Dr. Osei said this at the launch of the board’s first anniversary celebrations in Accra yesterday.
The celebration is on the theme, “Quality mental health care for all persons in Ghana” with a goal to draw attention to the overriding importance of ensuring proper and adequate mental health care for the country.
Activities for the celebration include a float through the principal streets of Accra today, and a public lecture to be delivered by Professor Patrick Gegeoghan, former Chief Executive of South Essex Mental Health Trust, UK, at the British Council in Accra.
Other activities include a gala football match among the three psychiatric hospitals in the country thus Accra, Ankaful and Pantang on Friday which will be followed by the launch of the Mental Health Fund on Saturday and a thanksgiving service on Sunday.
According to Dr.
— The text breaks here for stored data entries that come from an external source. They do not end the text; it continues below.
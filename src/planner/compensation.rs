//! Compensating actions registered by mutating phases.
//!
//! Compensations are plain values, recorded only for changes made during the
//! current run and replayed in reverse order when a later phase fails.
//! Package installs, accounts, roles and databases never get one.

use std::path::{Path, PathBuf};

use crate::error::Result;
use crate::host::{FilePerms, Host, ServiceAction};

/// A reversal step for one mutation.
#[derive(Debug, Clone, PartialEq, Eq)]
pub enum Compensation {
    /// Stop a unit this run started.
    StopService {
        /// Unit name.
        unit: String,
    },
    /// Reload a unit whose configuration was restored.
    ReloadService {
        /// Unit name.
        unit: String,
    },
    /// Re-read systemd unit files.
    DaemonReload,
    /// Put a file back the way it was; `None` removes it.
    RestoreFile {
        /// File path.
        path: PathBuf,
        /// Prior contents.
        previous: Option<Vec<u8>>,
        /// Permissions for the restored file.
        perms: FilePerms,
    },
}

impl Compensation {
    /// Restores `path` to `previous`.
    #[must_use]
    pub fn restore(path: &Path, previous: Option<Vec<u8>>, perms: FilePerms) -> Self {
        Self::RestoreFile {
            path: path.to_path_buf(),
            previous,
            perms,
        }
    }

    /// Applies the compensation.
    ///
    /// # Errors
    ///
    /// Returns the host error of the underlying operation.
    pub async fn apply(&self, host: &dyn Host) -> Result<()> {
        match self {
            Self::StopService { unit } => host.service_action(ServiceAction::Stop, unit).await,
            Self::ReloadService { unit } => {
                // Reloading a stopped unit fails; there is nothing to refresh then.
                if host.service_state(unit).await?.active {
                    host.service_action(ServiceAction::Reload, unit).await
                } else {
                    Ok(())
                }
            }
            Self::DaemonReload => host.daemon_reload().await,
            Self::RestoreFile {
                path,
                previous: Some(contents),
                perms,
            } => host.write_file(path, contents, perms).await,
            Self::RestoreFile { path, previous: None, .. } => host.remove_file(path).await,
        }
    }
}

impl std::fmt::Display for Compensation {
    fn fmt(&self, f: &mut std::fmt::Formatter<'_>) -> std::fmt::Result {
        match self {
            Self::StopService { unit } => write!(f, "stop {unit}"),
            Self::ReloadService { unit } => write!(f, "reload {unit}"),
            Self::DaemonReload => write!(f, "systemd daemon-reload"),
            Self::RestoreFile { path, previous: Some(_), .. } => {
                write!(f, "restore previous {}", path.display())
            }
            Self::RestoreFile { path, previous: None, .. } => write!(f, "remove {}", path.display()),
        }
    }
}
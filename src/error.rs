//! Error types for the provisioning orchestrator.
//!
//! Every failure a deployment can hit is classified into one of a handful of
//! families: privilege, configuration, host resources, builds, external
//! tools, and the post-deploy health probe. All of them are wrapped by
//! [`DeployError`], which also decides the process exit code.

use std::path::PathBuf;
use thiserror::Error;

/// Exit code used when the run is interrupted by a signal.
pub const EXIT_INTERRUPTED: u8 = 130;

/// Exit code used for validation and phase failures.
pub const EXIT_FAILURE: u8 = 1;

/// Number of trailing stderr lines kept in tool errors.
const STDERR_TAIL_LINES: usize = 12;

/// The main error type for the orchestrator.
#[derive(Debug, Error)]
pub enum DeployError {
    /// The caller lacks the rights needed to provision the host.
    #[error("Privilege error: {0}")]
    Privilege(#[from] PrivilegeError),

    /// Invalid, missing, or contradictory input.
    #[error("Configuration error: {0}")]
    Config(#[from] ConfigError),

    /// The host does not have the resources the deployment needs.
    #[error("Resource error: {0}")]
    Resource(#[from] ResourceError),

    /// A build tool failed or produced unusable output.
    #[error("Build error: {0}")]
    Build(#[from] BuildError),

    /// A wrapped subprocess exited unsuccessfully.
    #[error("External tool error: {0}")]
    ExternalTool(#[from] ExternalToolError),

    /// The post-deploy probe never reported healthy within its budget.
    #[error("Health check timed out: {url} did not become healthy after {attempts} attempts ({interval_secs}s apart)")]
    HealthCheckTimeout {
        /// Probed URL.
        url: String,
        /// Attempts performed.
        attempts: u32,
        /// Seconds between attempts.
        interval_secs: u64,
    },

    /// A phase failed; wraps the underlying cause with the phase name.
    #[error("Phase '{phase}' failed: {source}")]
    PhaseFailed {
        /// Human-readable phase name.
        phase: String,
        /// Underlying error.
        #[source]
        source: Box<DeployError>,
    },

    /// The run was interrupted by a signal.
    #[error("Deployment interrupted by {signal}")]
    Interrupted {
        /// Signal name (SIGINT, SIGTERM).
        signal: String,
    },

    /// IO errors.
    #[error("IO error: {0}")]
    Io(#[from] std::io::Error),

    /// Generic internal error.
    #[error("Internal error: {0}")]
    Internal(String),
}

/// Insufficient rights.
#[derive(Debug, Error)]
pub enum PrivilegeError {
    /// The process is not running as root.
    #[error("{operation} requires root privileges (effective uid {uid})")]
    NotRoot {
        /// What was attempted.
        operation: String,
        /// Effective uid of the process.
        uid: u32,
    },
}

/// Configuration-related errors.
#[derive(Debug, Error)]
pub enum ConfigError {
    /// The configuration file was not found.
    #[error("Configuration file not found: {path}")]
    FileNotFound {
        /// Path to the missing file.
        path: PathBuf,
    },

    /// The configuration file could not be parsed.
    #[error("Failed to parse configuration: {message}")]
    ParseError {
        /// Description of the parse error.
        message: String,
        /// Optional source location.
        location: Option<String>,
    },

    /// Validation failed.
    #[error("Configuration validation failed: {message}")]
    ValidationError {
        /// Description of the validation error.
        message: String,
        /// Field that failed validation.
        field: Option<String>,
    },

    /// A required parameter was not supplied.
    #[error("Missing required parameter: {name}")]
    MissingParameter {
        /// Flag or field name.
        name: String,
    },

    /// A required directory or file does not exist or cannot be read.
    #[error("Required path is missing or unreadable: {path}")]
    PathUnavailable {
        /// The offending path.
        path: PathBuf,
    },

    /// Exactly one half of the TLS certificate/key pair was given.
    #[error("TLS certificate and key must be supplied together (both or neither)")]
    TlsPairIncomplete,

    /// Neither TLS material nor a contact email was supplied.
    #[error("A contact email is required to request a certificate when no TLS material is supplied")]
    MissingContact,
}

/// Host resource errors.
#[derive(Debug, Error)]
pub enum ResourceError {
    /// Not enough free disk space.
    #[error("Insufficient disk space on {mount}: {available_bytes} bytes free, {required_bytes} required")]
    InsufficientDisk {
        /// Mount point that was checked.
        mount: String,
        /// Bytes available.
        available_bytes: u64,
        /// Bytes required.
        required_bytes: u64,
    },

    /// A required port is bound by an unrecognized process.
    #[error("Port {port} is already in use by '{process}'")]
    PortInUse {
        /// The port.
        port: u16,
        /// The process holding it.
        process: String,
    },

    /// Disk information could not be obtained.
    #[error("Cannot determine filesystem for {path}")]
    UnknownFilesystem {
        /// Path that was checked.
        path: PathBuf,
    },
}

/// Build failures.
#[derive(Debug, Error)]
pub enum BuildError {
    /// The build tool failed.
    #[error("{component} build failed: {source}")]
    ToolFailed {
        /// Which component was being built.
        component: String,
        /// Underlying tool error.
        #[source]
        source: ExternalToolError,
    },

    /// No deployable artifact was produced.
    #[error("No deployable artifact found in {dir}")]
    ArtifactMissing {
        /// Directory that was searched.
        dir: PathBuf,
    },

    /// More than one candidate artifact was produced.
    #[error("Ambiguous build output in {dir}: {candidates:?}")]
    ArtifactAmbiguous {
        /// Directory that was searched.
        dir: PathBuf,
        /// Candidate file names.
        candidates: Vec<String>,
    },
}

/// A subprocess returned a non-zero exit status.
#[derive(Debug, Error)]
#[error("`{command}` exited with {status_text}{}", stderr_suffix(.stderr))]
pub struct ExternalToolError {
    /// Rendered command line.
    pub command: String,
    /// Exit code if the process exited normally.
    pub code: Option<i32>,
    /// Human-readable status.
    pub status_text: String,
    /// Tail of the captured stderr.
    pub stderr: String,
}

fn stderr_suffix(stderr: &str) -> String {
    if stderr.is_empty() {
        String::new()
    } else {
        format!(": {stderr}")
    }
}

/// Result type alias for orchestrator operations.
pub type Result<T> = std::result::Result<T, DeployError>;

impl DeployError {
    /// Creates a new internal error with the given message.
    #[must_use]
    pub fn internal(message: impl Into<String>) -> Self {
        Self::Internal(message.into())
    }

    /// Wraps an error with the name of the phase it came from.
    #[must_use]
    pub fn in_phase(self, phase: impl Into<String>) -> Self {
        match self {
            already @ Self::PhaseFailed { .. } => already,
            other => Self::PhaseFailed {
                phase: phase.into(),
                source: Box::new(other),
            },
        }
    }

    /// Returns the innermost error, looking through phase wrappers.
    #[must_use]
    pub fn root(&self) -> &Self {
        match self {
            Self::PhaseFailed { source, .. } => source.root(),
            other => other,
        }
    }

    /// Returns true if the error must halt the phase sequence and trigger rollback.
    #[must_use]
    pub fn is_fatal(&self) -> bool {
        !matches!(self.root(), Self::HealthCheckTimeout { .. })
    }

    /// Returns the process exit code for this error.
    #[must_use]
    pub fn exit_code(&self) -> u8 {
        match self.root() {
            Self::Interrupted { .. } => EXIT_INTERRUPTED,
            _ => EXIT_FAILURE,
        }
    }
}

impl ConfigError {
    /// Creates a validation error for a specific field.
    #[must_use]
    pub fn validation(message: impl Into<String>, field: impl Into<String>) -> Self {
        Self::ValidationError {
            message: message.into(),
            field: Some(field.into()),
        }
    }

    /// Creates a missing-parameter error.
    #[must_use]
    pub fn missing(name: impl Into<String>) -> Self {
        Self::MissingParameter { name: name.into() }
    }
}

impl ExternalToolError {
    /// Builds an error from a finished process.
    #[must_use]
    pub fn from_parts(command: impl Into<String>, code: Option<i32>, stderr: &str) -> Self {
        let status_text = code.map_or_else(
            || String::from("termination by signal"),
            |code| format!("status {code}"),
        );
        Self {
            command: command.into(),
            code,
            status_text,
            stderr: tail_lines(stderr, STDERR_TAIL_LINES),
        }
    }

    /// Builds an error for a process that could not be spawned at all.
    #[must_use]
    pub fn spawn_failed(command: impl Into<String>, err: &std::io::Error) -> Self {
        Self {
            command: command.into(),
            code: None,
            status_text: String::from("spawn failure"),
            stderr: err.to_string(),
        }
    }
}

/// Keeps the last `max` non-empty lines of `text`.
fn tail_lines(text: &str, max: usize) -> String {
    let lines: Vec<&str> = text.lines().filter(|l| !l.trim().is_empty()).collect();
    let start = lines.len().saturating_sub(max);
    lines[start..].join("\n")
}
Osei, the celebration was geared towards mobilising support for the implementation of the Mental Health Act.
He said the board had begun forming regional mental subcommittees which were supposed to be the bedrock of mental health care in a decentralised manner.
He said that the subcommittees would also put in place visiting committees and mental tribunals to monitor human rights conditions in mental health care.
Dr. Osei said the board was also supporting a programme on ‘Operation Clear the Streets and Restore Dignity’ by which all mentally ill persons in the country would be taken off the streets in the next two years to be treated and re-integrated into society.
According to him, a study had shown that 4.75 million Ghanaians were having some form of mental disorder with 700,000 of them having a major disorder including schizophrenia and other psychotic conditions.
“These are severe mental illnesses that lead to distortion of reality and thinking while interfering with one’s quality of life and productivity,” he said.
Dr. Osei stressed the need for society to attach a great importance to the treatment of such patients as their ailment contributes to seven per cent loss of Gross Domestic Product (GDP) of the…. country.
He bemoaned the lack of infrastructure and resources to handle mental health care in the country.
He said only two per cent of each 100 mentally ill persons were getting some form of care at few mental hospitals and clinics adding “while we require not less than 100 psychiatrists, we have only 14 with only three psychiatric hospitals at the coast of the country”.
He, therefore, called on government to do more to enhance the availability and quality of treatment for mental patients.
Dr. Osei also urged corporate bodies and organisations to come to the aid of the mental health care.